Christians rightly believe that the written Word of God consists of the sixty-six books of the Old and New Testaments. And, in theory, many Christians would also say that Jesus Christ is the most important figure in the Bible. In practice, however, many of those same Christians elevate Moses above Christ by stressing Old Testament law. But Jesus is not only superior to Moses, He is the pinnacle and goal of the entire revelation of the Bible; He is, in fact, what is revealed. The New Testament, being His New Covenant (“covenant” and “testament” are translated from the same Greek word) in His blood (Luke 22:20; 1 Corinthians 11:25) is, thus, the culmination of Biblical revelation and is the superior testament. This is completely supported by the Bible.
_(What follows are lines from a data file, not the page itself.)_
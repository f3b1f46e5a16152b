//! File-backed gate repository.
//!
//! Gates are stored as a JSON array in a single file and re-read on every
//! fetch, so edits to the file take effect without a restart. Any read or
//! parse failure surfaces as `RepositoryUnavailable`.

use std::fs;
use std::path::{Path, PathBuf};

use crate::core::{Gate, GradeTier};
use crate::error::{GuidanceError, Result};
use crate::storage::traits::{select_gates, GateRepository, GateSelector};

/// JSON file gate repository.
#[derive(Debug, Clone)]
pub struct FileGateRepository {
    path: PathBuf,
}

impl FileGateRepository {
    /// Create a repository reading from `path`.
    ///
    /// The file is not touched until the first fetch.
    pub fn new(path: impl Into<PathBuf>) -> Self {
        Self { path: path.into() }
    }

    /// Path of the backing file.
    pub fn path(&self) -> &Path {
        &self.path
    }

    /// Read and validate every gate in the file.
    pub fn load_all(&self) -> Result<Vec<Gate>> {
        let content = fs::read_to_string(&self.path).map_err(|e| {
            GuidanceError::repository_unavailable(format!(
                "cannot read {}: {}",
                self.path.display(),
                e
            ))
        })?;

        let gates: Vec<Gate> = serde_json::from_str(&content).map_err(|e| {
            GuidanceError::repository_unavailable(format!(
                "cannot parse {}: {}",
                self.path.display(),
                e
            ))
        })?;

        for gate in &gates {
            gate.validate().map_err(|e| {
                GuidanceError::repository_unavailable(format!(
                    "invalid gate record in {}: {}",
                    self.path.display(),
                    e
                ))
            })?;
        }

        Ok(gates)
    }

    /// Write gates to the backing file atomically (temp file + rename).
    pub fn save_all(&self, gates: &[Gate]) -> Result<()> {
        let json = serde_json::to_string_pretty(gates)?;
        let temp_path = self.path.with_extension("json.tmp");

        fs::write(&temp_path, json).map_err(|e| GuidanceError::storage(&temp_path, e))?;
        fs::rename(&temp_path, &self.path).map_err(|e| GuidanceError::storage(&self.path, e))?;

        Ok(())
    }
}

impl GateRepository for FileGateRepository {
    fn fetch_gates(&self, tier: GradeTier, selector: &GateSelector) -> Result<Vec<Gate>> {
        let gates = self.load_all()?;
        Ok(select_gates(gates.iter(), tier, selector))
    }

    fn name(&self) -> &'static str {
        "file"
    }
}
The Old Testament Has Ended
In Luke 16:16, we read, “The law and the prophets were until John: since that time the kingdom of God is preached, and every man presseth into it.” This Scripture teaches that the law and the prophets ended with John the Baptist. Many people take the stand that God just wanted to write another book (or section of a book), but both books still have authority. But the Old and New Testaments are not just books, they are covenants. When a covenant ends, its authority ends. “In that he saith, A new covenant, he hath made the first old. Now that which decayeth and waxeth old is ready to vanish away” (Hebrews 8:13). And it did vanish away soon after this was written when the temple in Jerusalem, which was both central and essential to the Old Covenant, was destroyed in A.D. 70.
The New Testament Reveals What Even the Prophets Desired to Know
Jesus said, “For verily I say unto you, That many prophets and righteous men have desired to see those things which ye see, and have not seen them; and to hear those things which ye hear, and have not heard them” (Matthew 13:17). Jesus in the New Testament revealed what even the prophets and other Old Testament righteous men did not understand.
Jesus Gives Us a Higher Standard
Jesus does not merely comment on Old Testament texts but uses them as springboards to bring in a new and higher standard of morality in each of the subjects He addresses. He often introduces these superior standards by saying, “ye have heard that it was said by them of old time…but I say unto you.” Notice this in Matthew 5:22-44. In fact, it is a profitable study to use a concordance or Bible software to find the 120 places in the New Testament where Jesus says, “I say unto you.” You will find that in many of those places, He is giving revelation that is not based on the Old Testament, but on His authority.
Jesus Taught With Astonishing Authority
Matthew 7:28-29 tells us, “And it came to pass, when Jesus had ended these sayings, the people were astonished at his doctrine: For he taught them as one having authority, and not as the scribes.” In Matthew 23, Jesus says that the Scribes and Pharisees sat in Moses’ seat. He tells the people—who were before Jesus’ death still living under the Old Covenant—to obey the Scribes and Pharisees, but He then goes on the demonstrate His superiority over those who sat on Moses’ seat by raking them over the coals.
Jesus Is the One Whom We Are to See and Hear
On the Mount of Transfiguration, Peter attempted to place Jesus, Moses, and Elijah on an equal footing. But God rebuked Peter and corrected him: “While he yet spake, behold, a bright cloud overshadowed them: and behold a voice out of the cloud, which said, This is my beloved Son, in whom I am well pleased; hear ye him” (Matthew 17:5). Now notice Matthew 17:8: “And when they had lifted up their eyes, they saw no man, save Jesus only.” For more information, see the article, “The Transfiguration of Christ.”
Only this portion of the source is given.